■ ASSIGNMENT ■
From the line with "type carrying a" onward, reproduce each line of the entries exactly, ending at the last one, and add nothing.

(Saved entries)
=== Section Start ===
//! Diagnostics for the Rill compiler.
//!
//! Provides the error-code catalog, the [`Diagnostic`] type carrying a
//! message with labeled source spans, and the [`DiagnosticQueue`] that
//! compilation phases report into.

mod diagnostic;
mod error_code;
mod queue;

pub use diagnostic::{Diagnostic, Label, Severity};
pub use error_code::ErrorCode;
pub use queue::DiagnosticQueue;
=== Section End ===
■ COMPLETED TASK ■
//! Provides the error-code catalog, the [`Diagnostic`] type carrying a
//! message with labeled source spans, and the [`DiagnosticQueue`] that
//! compilation phases report into.

mod diagnostic;
mod error_code;
mod queue;

pub use diagnostic::{Diagnostic, Label, Severity};
pub use error_code::ErrorCode;
pub use queue::DiagnosticQueue;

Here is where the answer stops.